„Endlich frei“, bejubeln die einen den Fall des Schornsteinfegermonopols. Doch die von den Brüsseler Wettbewerbshütern seit Jahresbeginn durchgedrückte Wahlfreiheit hat auch für Verunsicherung gesorgt.
Bad Vilbel. Die Kaminkehrerbranche erklärt nun bei jeder Gelegenheit den Kunden, „dass Sie sich künftig selbst darum kümmern müssen, dass ihre Heizungsanlage regelmäßig gekehrt und überprüft wird“ – so zum Beispiel jüngst der Bundesverband des Schornsteinfegerhandwerks. Doch ein Hausbesitzer, der gar nichts tut, hat im Grunde kein Problem. Der bisherige Schornsteinfeger kommt wie gewohnt im Frühjahr zum Kehren.
Der aus Karben stammende ehemalige Bezirksschornsteinfegermeister Friedrich Roth, zuständig für Bad Vilbel zusammen mit Karl-Heinz Lindenstruth (Nidder -au) und Dieter Steinbrecher (Hammersbach), schickt eine Rechnung. Oder der Schornsteinfeger klingelt an der Haustür, wenn er alle dreieinhalb Jahre gegen Berechnung einen neuen Feuerstättenbescheid ausstellen muss.
Ausländische Firmen
Die für Bad Vilbel zuständigen Meister, die jetzt Bezirksbevollmächtigte heißen, verzichten vorerst auch darauf, Verträge mit den Hausbesitzern zu schließen. „Wer einen anderen möchte, kann uns wegschicken.“ Das nehme man in Kauf, heißt es unisono. Unausgesprochen rechnen die Kaminkehrer damit, dass die meisten Hausbesitzer ihnen die Treue halten werden.
Die von der EU verlangte Gewerbefreiheit hat nach dem Wissen der drei Schornsteinfegermeister bisher nicht dazu geführt, dass sich ausländische Firmen in den Kaminkehrermarkt eingeklinkt hätten. Die Auswahl, die der Hauseigentümer hat, bleibt also vorerst auf die niedergelassenen Schornsteinfeger – und das ist nicht nur das genannte „Dreigestirn“ – beschränkt.
Nachdem nun die staatlich festgelegten Preise freigegeben sind, halten sich die Schornsteinfeger in Sachen Gebührensenkung zurück.

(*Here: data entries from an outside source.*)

//! Builders for worksheets and a deterministic measuring surface.
#![allow(dead_code, clippy::unwrap_used, clippy::expect_used, clippy::panic)]

use std::cell::Cell as Counter;

use mathview::render::{DrawContext, Font, Rgb};
use mathview::{Cell, CellId, Point, Rect, Size, TextStyle, Worksheet};

/// A surface where every glyph is `size / 2` wide and a line is `size + 4`
/// high. Nothing is painted; text draws are counted.
#[derive(Debug, Default)]
pub struct FixedSurface {
    pub measured: Counter<usize>,
    pub drawn: usize,
}

impl FixedSurface {
    pub fn new() -> Self {
        Self::default()
    }

    pub fn glyph_width(font: &Font) -> i32 {
        (font.size / 2).max(1)
    }
}

impl DrawContext for FixedSurface {
    fn text_extent(&self, text: &str, font: &Font) -> Size {
        self.measured.set(self.measured.get() + 1);
        let chars = i32::try_from(text.chars().count()).unwrap();
        Size::new(chars * Self::glyph_width(font), font.size + 4)
    }

    fn set_font(&mut self, _font: &Font) {}

    fn set_text_color(&mut self, _color: Rgb) {}

    fn draw_text(&mut self, _text: &str, _x: i32, _y: i32) {
        self.drawn += 1;
    }

    fn draw_line(&mut self, _from: Point, _to: Point, _color: Rgb) {}

    fn draw_rectangle(&mut self, _rect: Rect, _color: Rgb, _filled: bool) {}

    fn update_region(&self) -> Option<Rect> {
        None
    }

    fn clear(&mut self, _color: Rgb) {}
}

/// One input/output group as it arrives from the engine.
#[derive(Debug, Clone)]
pub struct Group {
    pub input: String,
    pub output: Vec<(String, TextStyle)>,
}

impl Group {
    pub fn new(input: &str) -> Self {
        Self {
            input: input.to_string(),
            output: Vec::new(),
        }
    }

    pub fn out(mut self, text: &str, style: TextStyle) -> Self {
        self.output.push((text.to_string(), style));
        self
    }
}

/// Builder for a session of numbered groups.
#[derive(Debug, Default)]
pub struct SessionBuilder {
    groups: Vec<Group>,
}

impl SessionBuilder {
    pub fn new() -> Self {
        Self::default()
    }

    pub fn group(mut self, group: Group) -> Self {
        self.groups.push(group);
        self
    }

    /// Cells of group `n` (1-based): prompt, input, then a label and the
    /// output if there is any.
    pub fn cells(n: usize, group: &Group) -> Vec<Cell> {
        let mut cells = vec![
            Cell::text(&format!("(%i{n}) "), TextStyle::MainPrompt),
            Cell::text(&group.input, TextStyle::Input),
        ];
        if !group.output.is_empty() {
            cells.push(Cell::text(&format!("(%o{n}) "), TextStyle::Label));
            for (text, style) in &group.output {
                cells.push(Cell::text(text, *style));
            }
        }
        cells
    }

    /// All groups as one top-level list.
    pub fn build(&self) -> Worksheet {
        let mut ws = Worksheet::new();
        for (i, group) in self.groups.iter().enumerate() {
            for cell in Self::cells(i + 1, group) {
                ws.append(cell);
            }
        }
        ws
    }

    pub fn groups(&self) -> &[Group] {
        &self.groups
    }
}

/// A session of `count` groups computing `x+n`.
pub fn sum_session(count: usize) -> SessionBuilder {
    (1..=count).fold(SessionBuilder::new(), |b, n| {
        b.group(
            Group::new(&format!("x+{n};"))
                .out("x", TextStyle::Variable)
                .out("+", TextStyle::Default)
                .out(&n.to_string(), TextStyle::Number),
        )
    })
}

/// Ids of the cells with `style`, in logical order.
pub fn ids_with_style(ws: &Worksheet, style: TextStyle) -> Vec<CellId> {
    ws.logical()
        .filter(|&id| ws.get(id).is_some_and(|c| c.style() == style))
        .collect()
}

So sagt der Bezirksbeauftragte Dieter Steinbrecher: „Die Gebühren sind ganz unten, wenn wir vom bisherigen Niveau heruntergehen, muss ich das Geschäft aufgeben.“ Schon die bisherigen, von einer kritischen Lobby jahrelang öffentlich attackierten Gebühren, seien kaum ausreichend gewesen, sagt Uwe Hess aus Mühltal, Obermeister der für einen Bereich von Gießen bis Mainz zuständigen Innung Darmstadt: „In Hessen sind im vorigen Jahr sieben Betriebe pleite gegangen, in unserer Innung mit 174 Betrieben drei.“
Die Verbraucherzentrale Hessen mit Sitz in Frankfurt gibt den Kunden den naheliegenden Rat, „vor dem Besuch des Schornsteinfegers nach dem Preis zu fragen und nicht erst dann zu diskutieren, wenn die Rechnung ins Haus flattert“. Empfehlenswert sei es auch, vorher telefonisch, besser aber schriftlich Preisangebote einzuholen. Wenn es in der Praxis möglich sei, könnten sich auch in Straßen Interessengemeinschaften bilden, „die mit Rücksicht auf Synergieeffekte Preise aushandeln“. Gemeint ist, dass Hauseigentümer das tun, was die Schornsteinfeger bisher schon taten, nämlich ganze Häuserzüge zusammenzufassen, um damit Anfahrtskosten zu sparen.
Der liberalisierte Kaminkehrermarkt kommt freilich nicht ohne staatliche Regelung aus. Der nunmehrige Bezirksbevollmächtigte, also der ehemalige Bezirksschornsteinfegermeister, behält den Überblick. Ihm sind die Berichte zuzusenden, wenn ein anderer als er den Kamin gekehrt hat.